Document Number
10-174
Tax Type
BPOL Tax
Description
Taxpayer is not entitled to deduct payments made to the subcontractor in determining its gross receipts
Topic
Local Taxes Discussion
Subtractions and Exclusions
Date Issued
08-10-2010

August 10, 2010


Re: Appeal of Final Local Determination
Taxpayer: *****
Locality: *****
Business, Professional and Occupational License (BPOL) Tax

Dear *****:

This final state determination is issued upon the application for correction filed by ***** (the "Taxpayer") with the Department of Taxation. You appeal the Business, Professional and Occupational License (BPOL) tax assessments issued to the Taxpayer by the ***** (the "County") for the 2007 through 2009 tax years.

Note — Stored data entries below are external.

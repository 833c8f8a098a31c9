//! Writing answers back into a live question
//!
//! All checks that can fail run before the first mutation, so a failed apply
//! leaves the page untouched. Each filled field is followed by a step marker
//! carrying the progress percentage; the page adapter paces replay on those.

use crate::dom::{DomEvent, DomTree, NodeId};
use crate::error::{AutofillError, Result};
use crate::quiz::extractor::{choice_inputs, option_label, sub_answer_fields};
use crate::quiz::matching::{MatchedBy, available_choices, drop_zones, find_text, resolve_choice};
use crate::quiz::model::QuestionType;
use crate::quiz::placement::{PlacementOutcome, place_choice};
use crate::text::{answer_tokens, clean_text, is_numeric, split_parts};
use indexmap::IndexMap;
use log::{debug, info, warn};
use regex::Regex;
use serde::Serialize;
use std::collections::BTreeMap;
use std::sync::LazyLock;

static EXPLICIT_PLACE: LazyLock<Regex> =
    LazyLock::new(|| Regex::new(r"(?i)place(\d+)\s*[:=]\s*(\d+)").expect("static pattern"));

/// Receives progress percentages while an answer is applied
pub trait Progress {
    fn report(&mut self, percent: u8);
}

impl<F: FnMut(u8)> Progress for F {
    fn report(&mut self, percent: u8) {
        self(percent)
    }
}

/// Progress sink that ignores everything
pub struct NoProgress;

impl Progress for NoProgress {
    fn report(&mut self, _percent: u8) {}
}

fn percent(done: usize, total: usize) -> u8 {
    if total == 0 {
        return 100;
    }
    ((done * 100 + total / 2) / total).min(100) as u8
}

fn step(tree: &mut DomTree, progress: &mut dyn Progress, done: usize, total: usize) {
    let value = percent(done, total);
    tree.mark_step(value);
    progress.report(value);
}

/// How drag-drop tokens were paired with drop zones
#[derive(Debug, Clone, Copy, PartialEq, Eq, Serialize)]
#[serde(rename_all = "snake_case")]
pub enum DragDropMode {
    /// `place<N>:<choice>` pairs
    Explicit,
    /// One token per zone
    Positional,
    /// Tokens consumed in order until tokens or zones run out
    Sequential,
}

/// One drop zone handled by the applier
#[derive(Debug, Clone, PartialEq, Serialize)]
pub struct PlaceResult {
    pub place: u32,
    pub token: Option<String>,
    pub matched_by: MatchedBy,
    pub placement: Option<PlacementOutcome>,
}

/// One multi-part field handled by the applier
#[derive(Debug, Clone, PartialEq, Serialize)]
pub struct FieldResult {
    pub index: usize,
    pub value: String,
    pub matched_by: MatchedBy,
}

/// What applying an answer did
#[derive(Debug, Clone, PartialEq, Serialize)]
#[serde(tag = "type", rename_all = "snake_case")]
pub enum ApplyOutcome {
    DragDrop {
        mode: DragDropMode,
        places: Vec<PlaceResult>,
        total_zones: usize,
    },
    MultiAnswer {
        fields: Vec<FieldResult>,
        total_fields: usize,
    },
    Choice {
        label: Option<String>,
        index: Option<usize>,
        matched_by: MatchedBy,
    },
}

impl ApplyOutcome {
    /// Fields, zones or options actually filled
    pub fn applied_count(&self) -> usize {
        match self {
            ApplyOutcome::DragDrop { places, .. } => places
                .iter()
                .filter(|p| p.placement.as_ref().is_some_and(PlacementOutcome::applied))
                .count(),
            ApplyOutcome::MultiAnswer { fields, .. } => fields.len(),
            ApplyOutcome::Choice { index, .. } => usize::from(index.is_some()),
        }
    }

    /// Place number to placed display text
    pub fn mapping(&self) -> IndexMap<String, String> {
        match self {
            ApplyOutcome::DragDrop { places, .. } => places
                .iter()
                .filter_map(|p| {
                    p.placement
                        .as_ref()
                        .map(|placement| (p.place.to_string(), placement.display_text.clone()))
                })
                .collect(),
            _ => IndexMap::new(),
        }
    }

    /// Status line for the user
    pub fn summary(&self) -> String {
        match self {
            ApplyOutcome::DragDrop { mode: DragDropMode::Explicit, .. } => {
                format!("Applied explicit mapping to hidden inputs ({} places)", self.applied_count())
            }
            ApplyOutcome::DragDrop { mode: DragDropMode::Positional, total_zones, .. } => {
                format!("Mapped tokens to drop zones: applied {}/{}", self.applied_count(), total_zones)
            }
            ApplyOutcome::DragDrop { mode: DragDropMode::Sequential, total_zones, .. } => {
                format!("Filled drop zones in order: applied {}/{}", self.applied_count(), total_zones)
            }
            ApplyOutcome::MultiAnswer { total_fields, .. } => {
                format!("Multi answers applied: {}/{}", self.applied_count(), total_fields)
            }
            ApplyOutcome::Choice { label, matched_by, .. } => match (label, matched_by) {
                (_, MatchedBy::None) => "No matching option found for multiple-choice".to_string(),
                (Some(label), rule) => format!("Selected option '{}' by {}", label, rule.as_str()),
                (None, rule) => format!("Selected option by {}", rule.as_str()),
            },
        }
    }
}

/// Apply pasted answer text to a question of the given type
pub fn apply(
    tree: &mut DomTree,
    question: NodeId,
    question_type: QuestionType,
    pasted: &str,
    progress: &mut dyn Progress,
) -> Result<ApplyOutcome> {
    let outcome = match question_type {
        QuestionType::Ddwtos => apply_drag_drop(tree, question, pasted, progress),
        QuestionType::MultiAnswer => apply_multi_answer(tree, question, pasted, progress),
        QuestionType::AnswersSelect => apply_choice(tree, question, pasted, progress),
        QuestionType::Unknown => Err(AutofillError::UnsupportedQuestionType),
    }?;
    info!("{}", outcome.summary());
    Ok(outcome)
}

/// `place<N>:<choice>` pairs in the text, later pairs overriding earlier ones
pub fn explicit_mapping(text: &str) -> BTreeMap<u32, String> {
    EXPLICIT_PLACE
        .captures_iter(text)
        .filter_map(|caps| {
            let place = caps[1].parse().ok()?;
            Some((place, caps[2].to_string()))
        })
        .collect()
}

/// Fill drop zones from pasted text
pub fn apply_drag_drop(
    tree: &mut DomTree,
    question: NodeId,
    pasted: &str,
    progress: &mut dyn Progress,
) -> Result<ApplyOutcome> {
    let zones = drop_zones(tree, question);
    if zones.is_empty() {
        return Err(AutofillError::ElementNotFound("No drop spans found in active question".to_string()));
    }
    let total = zones.len();

    let explicit = explicit_mapping(pasted);
    if !explicit.is_empty() {
        debug!("Explicit place mapping: {:?}", explicit);
        let mut places = Vec::new();
        let mut applied = 0;
        for zone in &zones {
            let Some(choice) = explicit.get(&zone.place) else {
                continue;
            };
            let placement = place_logged(tree, question, zone.place, choice);
            if placement.as_ref().is_some_and(PlacementOutcome::applied) {
                applied += 1;
            }
            places.push(PlaceResult {
                place: zone.place,
                token: Some(format!("place{}:{}", zone.place, choice)),
                matched_by: MatchedBy::Literal,
                placement,
            });
            step(tree, progress, applied, total);
        }
        return Ok(ApplyOutcome::DragDrop {
            mode: DragDropMode::Explicit,
            places,
            total_zones: total,
        });
    }

    let tokens = answer_tokens(pasted);
    if tokens.is_empty() {
        return Err(AutofillError::NoAnswerTokens("Paste text empty".to_string()));
    }

    let mode = if tokens.len() == total {
        DragDropMode::Positional
    } else {
        DragDropMode::Sequential
    };
    debug!("{} tokens for {} drop zones, {:?} mode", tokens.len(), total, mode);

    let choices = available_choices(tree, question);
    let mut places = Vec::new();
    for (i, (zone, token)) in zones.iter().zip(tokens.iter()).enumerate() {
        let resolution = resolve_choice(&choices, token);
        let placement = match &resolution.choice {
            Some(choice) => place_logged(tree, question, zone.place, choice),
            None => {
                warn!("No choice matches '{}' for place {}", token, zone.place);
                None
            }
        };
        places.push(PlaceResult {
            place: zone.place,
            token: Some(clean_text(token)),
            matched_by: resolution.matched_by,
            placement,
        });
        step(tree, progress, i + 1, total);
    }

    Ok(ApplyOutcome::DragDrop {
        mode,
        places,
        total_zones: total,
    })
}

fn place_logged(tree: &mut DomTree, question: NodeId, place: u32, choice: &str) -> Option<PlacementOutcome> {
    match place_choice(tree, question, place, choice) {
        Ok(outcome) => Some(outcome),
        Err(e) => {
            warn!("Placing choice {} in place {} failed: {}", choice, place, e);
            None
        }
    }
}

/// Fill multi-part fields from `" || "`-separated text
pub fn apply_multi_answer(
    tree: &mut DomTree,
    question: NodeId,
    pasted: &str,
    progress: &mut dyn Progress,
) -> Result<ApplyOutcome> {
    let parts = split_parts(pasted);
    if parts.is_empty() {
        return Err(AutofillError::NoAnswerTokens(
            "No pieces detected (use \" || \" to separate)".to_string(),
        ));
    }

    let inputs = sub_answer_fields(tree, question);
    if inputs.is_empty() {
        return Err(AutofillError::ElementNotFound("No text inputs found in question".to_string()));
    }
    let total = inputs.len();

    let mut fields = Vec::new();
    for (i, (&input, part)) in inputs.iter().zip(parts.iter()).enumerate() {
        let matched_by = if tree.element(input).is_tag("select") {
            let matched_by = select_matching_option(tree, input, part);
            tree.dispatch(input, DomEvent::Change);
            matched_by
        } else {
            tree.set_value(input, part.as_str());
            tree.dispatch(input, DomEvent::Input);
            tree.dispatch(input, DomEvent::Change);
            MatchedBy::Value
        };
        fields.push(FieldResult {
            index: i,
            value: part.clone(),
            matched_by,
        });
        step(tree, progress, i + 1, total);
    }

    Ok(ApplyOutcome::MultiAnswer {
        fields,
        total_fields: total,
    })
}

/// Select the option whose text, then value, equals `wanted` ignoring case
fn select_matching_option(tree: &mut DomTree, select: NodeId, wanted: &str) -> MatchedBy {
    let wanted = wanted.to_lowercase();
    let options = tree.options(select);

    let by_text = options
        .iter()
        .copied()
        .find(|&o| clean_text(&tree.text_content(o)).to_lowercase() == wanted);
    let hit = by_text.map(|o| (o, MatchedBy::Exact)).or_else(|| {
        options
            .iter()
            .copied()
            .find(|&o| tree.option_value(o).to_lowercase() == wanted)
            .map(|o| (o, MatchedBy::Value))
    });

    match hit {
        Some((option, matched_by)) => {
            tree.select_option(select, option);
            matched_by
        }
        None => {
            warn!("No option matches '{}'", wanted);
            MatchedBy::None
        }
    }
}

/// Check the one option matching the pasted text
///
/// Tries exact label, label substring, 1-based position, then raw value. At most
/// one option is checked.
pub fn apply_choice(
    tree: &mut DomTree,
    question: NodeId,
    pasted: &str,
    progress: &mut dyn Progress,
) -> Result<ApplyOutcome> {
    let answer = clean_text(pasted);
    if answer.is_empty() {
        return Err(AutofillError::NoAnswerTokens("Paste text empty".to_string()));
    }

    let inputs = choice_inputs(tree, question);
    if inputs.is_empty() {
        return Err(AutofillError::ElementNotFound("No radio/checkbox inputs found".to_string()));
    }

    let labels: Vec<String> = inputs.iter().map(|&input| option_label(tree, question, input)).collect();

    let hit = find_text(&labels, &answer)
        .or_else(|| {
            is_numeric(&answer)
                .then(|| answer.parse::<usize>().ok())
                .flatten()
                .filter(|&n| n >= 1 && n <= inputs.len())
                .map(|n| (n - 1, MatchedBy::Index))
        })
        .or_else(|| {
            let wanted = answer.to_lowercase();
            inputs
                .iter()
                .position(|&input| tree.element(input).value.as_deref().unwrap_or("").to_lowercase() == wanted)
                .map(|i| (i, MatchedBy::Value))
        });

    let Some((index, matched_by)) = hit else {
        return Ok(ApplyOutcome::Choice {
            label: None,
            index: None,
            matched_by: MatchedBy::None,
        });
    };

    let input = inputs[index];
    tree.set_checked(input, true);
    tree.dispatch(input, DomEvent::Change);
    step(tree, progress, 1, 1);
    debug!("Checked option {} ('{}') by {:?}", index + 1, labels[index], matched_by);

    Ok(ApplyOutcome::Choice {
        label: Some(labels[index].clone()).filter(|l| !l.is_empty()),
        index: Some(index),
        matched_by,
    })
}
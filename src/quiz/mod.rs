//! Quiz engine
//!
//! Everything here works on a [`DomTree`](crate::dom::DomTree) snapshot:
//! - locator: active question and question number detection
//! - classifier: question type detection
//! - extractor: answers out of review pages
//! - matching / placement: choice resolution and drag-drop placement
//! - applier: answers into attempt pages
//! - overlay: type-to-fill inputs over drop zones
//! - session: override and active-quiz state tying the above together
//! - page: the [`QuizPage`] seam between the engine and a real page

pub mod applier;
pub mod classifier;
pub mod extractor;
pub mod locator;
pub mod matching;
pub mod model;
pub mod overlay;
pub mod page;
pub mod placement;
pub mod session;

pub use applier::{ApplyOutcome, NoProgress, Progress};
pub use extractor::ExtractionReport;
pub use locator::{QuestionOverride, locate_active_question};
pub use matching::MatchedBy;
pub use model::{AnswerRecord, PresetStore, QuestionId, QuestionType, QuizPreset};
pub use page::{PageContext, PageType, QuizPage, StaticPage, detect_quiz_name};
pub use session::{QuestionStatus, QuizSession};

The BPOL tax is imposed and administered by local officials. Virginia Code § 58.1-3703.1 authorizes the Department to issue determinations on taxpayer appeals of BPOL tax assessments. On appeal, a BPOL tax assessment is deemed prima facie correct, i.e., the local assessment will stand unless the taxpayer proves that it is incorrect.

The following determination is based on the facts presented to the Department summarized below. The Code of Virginia sections, regulations and public documents cited are available on-line at www.tax.virginia.gov in the Tax Policy Library section of the Department's web site.

FACTS


The Taxpayer is a contractor with a definite place of business in the County. During the tax years at issue, the Taxpayer deducted payments made to a third-party subcontractor from gross receipts in determining its BPOL tax.

Under audit, the County adjusted the Taxpayer's gross receipts to remove the deduction for payments made to the subcontractor and issued assessments. The Taxpayer appealed the assessments to the County. In its final local determination, the County concluded that payment, to subcontractors are a cost of doing business and are not deductible in determining gross receipts subject to BPOL tax.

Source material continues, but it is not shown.